Versamento Imu delle imprese a ottobre senza sanzioni, la proposta


Entro il prossimo 16 giugno le categorie commerciali saranno chiamate a pagare la prima rata di  IMU e TASI, imposte versate ai Comuni ma destinate anche allo Stato. Il governo ha stabilito che le categorie D2, vale a dire strutture ricettive turistiche e stabilimenti balneari, sono escluse dal versamento della prima rata, mentre le altre categorie dovranno provvedere al pagamento.
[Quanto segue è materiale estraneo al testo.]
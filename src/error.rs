//! Error taxonomy for the ingestion and anomaly pipeline
//!
//! Row-level problems never appear here: malformed rows are skipped and
//! counted in `AggregateStats`. Everything in `PipelineError` is reported per
//! date to whoever drives the pipeline.

use crate::config::ConfigError;
use crate::store::StoreError;
use chrono::NaiveDate;
use thiserror::Error;

pub type Result<T> = std::result::Result<T, PipelineError>;

#[derive(Debug, Error)]
pub enum PipelineError {
    /// Network or object-storage failure while opening the source file
    #[error("source unavailable for {date}: {reason}")]
    SourceUnavailable { date: NaiveDate, reason: String },

    /// The file was reachable but could not be decompressed or decoded
    #[error("corrupt source for {date}: {reason}")]
    CorruptSource { date: NaiveDate, reason: String },

    #[error("storage error: {0}")]
    Store(#[from] StoreError),

    #[error("operation cancelled")]
    Cancelled,

    #[error("{stage} timed out after {secs}s")]
    Timeout { stage: &'static str, secs: u64 },

    #[error("configuration error: {0}")]
    Config(#[from] ConfigError),

    #[error("worker task failed: {0}")]
    Worker(String),
}

impl PipelineError {
    /// Whether the caller may retry the same date later
    pub fn is_retryable(&self) -> bool {
        match self {
            PipelineError::SourceUnavailable { .. }
            | PipelineError::Store(_)
            | PipelineError::Cancelled
            | PipelineError::Timeout { .. }
            | PipelineError::Worker(_) => true,
            PipelineError::CorruptSource { .. } | PipelineError::Config(_) => false,
        }
    }
}
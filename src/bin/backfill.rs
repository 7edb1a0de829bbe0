//! Backfill - run the end-of-day pipeline across a date range
//!
//! Usage:
//!   backfill --start 2024-03-01 --end 2024-03-29
//!   backfill --days 30                 # the 30 calendar days up to yesterday
//!
//! Weekends are skipped. Aggregation runs `BACKFILL_CONCURRENCY` dates at a
//! time; baselines and detection follow in date order.

use chrono::{Duration, Local, NaiveDate};
use clap::Parser;
use darkflow::pipeline::backfill;
use darkflow::report::to_json;
use darkflow::{PipelineConfig, PipelineEngine};
use dotenv::dotenv;
use log::{info, warn};
use std::sync::Arc;

#[derive(Parser, Debug)]
#[command(name = "backfill", about = "Run the pipeline for every weekday in a range")]
struct Args {
    /// First date (YYYY-MM-DD); defaults to `--days` before `--end`
    #[arg(long)]
    start: Option<NaiveDate>,

    /// Last date (YYYY-MM-DD); defaults to yesterday
    #[arg(long)]
    end: Option<NaiveDate>,

    /// Calendar days to cover when `--start` is omitted
    #[arg(long, default_value_t = 30)]
    days: i64,

    /// Print per-date reports as JSON
    #[arg(long)]
    json: bool,
}

#[tokio::main]
async fn main() -> Result<(), Box<dyn std::error::Error>> {
    dotenv().ok();
    env_logger::Builder::from_env(env_logger::Env::default().default_filter_or("info")).init();

    let args = Args::parse();
    let end = args
        .end
        .unwrap_or_else(|| Local::now().date_naive() - Duration::days(1));
    let start = args
        .start
        .unwrap_or_else(|| end - Duration::days(args.days.max(1) - 1));

    if start > end {
        return Err(format!("start {} is after end {}", start, end).into());
    }

    let config = PipelineConfig::from_env()?;
    info!("🚀 Darkflow backfill {} → {}", start, end);
    info!("   ├─ Database: {}", config.db_path);
    info!("   └─ Concurrency: {}", config.backfill_concurrency);

    let engine = Arc::new(PipelineEngine::from_config(config)?);

    let cancel = engine.cancel_flag();
    tokio::spawn(async move {
        if tokio::signal::ctrl_c().await.is_ok() {
            warn!("🛑 Interrupt received, cancelling remaining dates");
            cancel.cancel();
        }
    });

    let summary = backfill(Arc::clone(&engine), start, end).await;

    if args.json {
        println!("{}", to_json(&summary.reports));
    } else {
        println!("{:<12} {:>8} {:>9} {:>9}  STATUS", "DATE", "TICKERS", "BASELINES", "ANOMALIES");
        for r in &summary.reports {
            let date = r.date.map(|d| d.to_string()).unwrap_or_default();
            let status = r.error.as_deref().unwrap_or("ok");
            println!(
                "{:<12} {:>8} {:>9} {:>9}  {}",
                date, r.aggregates, r.baselines, r.anomalies, status
            );
        }
    }

    if summary.failed() > 0 {
        warn!("⚠️  {} of {} dates failed", summary.failed(), summary.reports.len());
    }
    Ok(())
}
L’Amministrazione Comunale di Terracina ha redatto una deliberazione da presentare in Consiglio Comunale con la quale si cerca di agevolare i soggetti obbligati al versamento. Nella deliberazione si stabilisce che, fermo restando la scadenza del 16 giugno, per le imprese che hanno sofferto una comprovata penalizzazione dall’emergenza sanitaria, potranno effettuare il versamento entro il 3 ottobre 2020 senza l’applicazione di alcuna sanzione o interesse. Sarà presto disponibile un modulo da compilare per accedere al differimento del pagamento. Si specifica che il provvedimento è applicabile esclusivamente per la quota destinata al Comune di Terracina, mentre per quanto riguarda la frazione di imposta riservata allo Stato, il Governo ha stabilito comunque l’esazione della stessa entro il termine del 16 giugno. L’assessore al Bilancio Zomparelli evidenzia che “il provvedimento è stato concepito per cercare di agevolare le imprese in questo momento così difficile, confidando in una ripresa economica che consenta alle stesse imprese di onorare gli obblighi fiscali con minore fatica. Purtroppo abbiamo dovuto limitarci alla quota parte comunale delle imposte, non avendo potere di intervento su quella statale, ma speriamo che possa essere utile a far respirare le imprese. Ringrazio il Presidente della Commissione Bilancio Giuseppe Talone per averla sollecitamente convocata per illustrare il provvedimento”.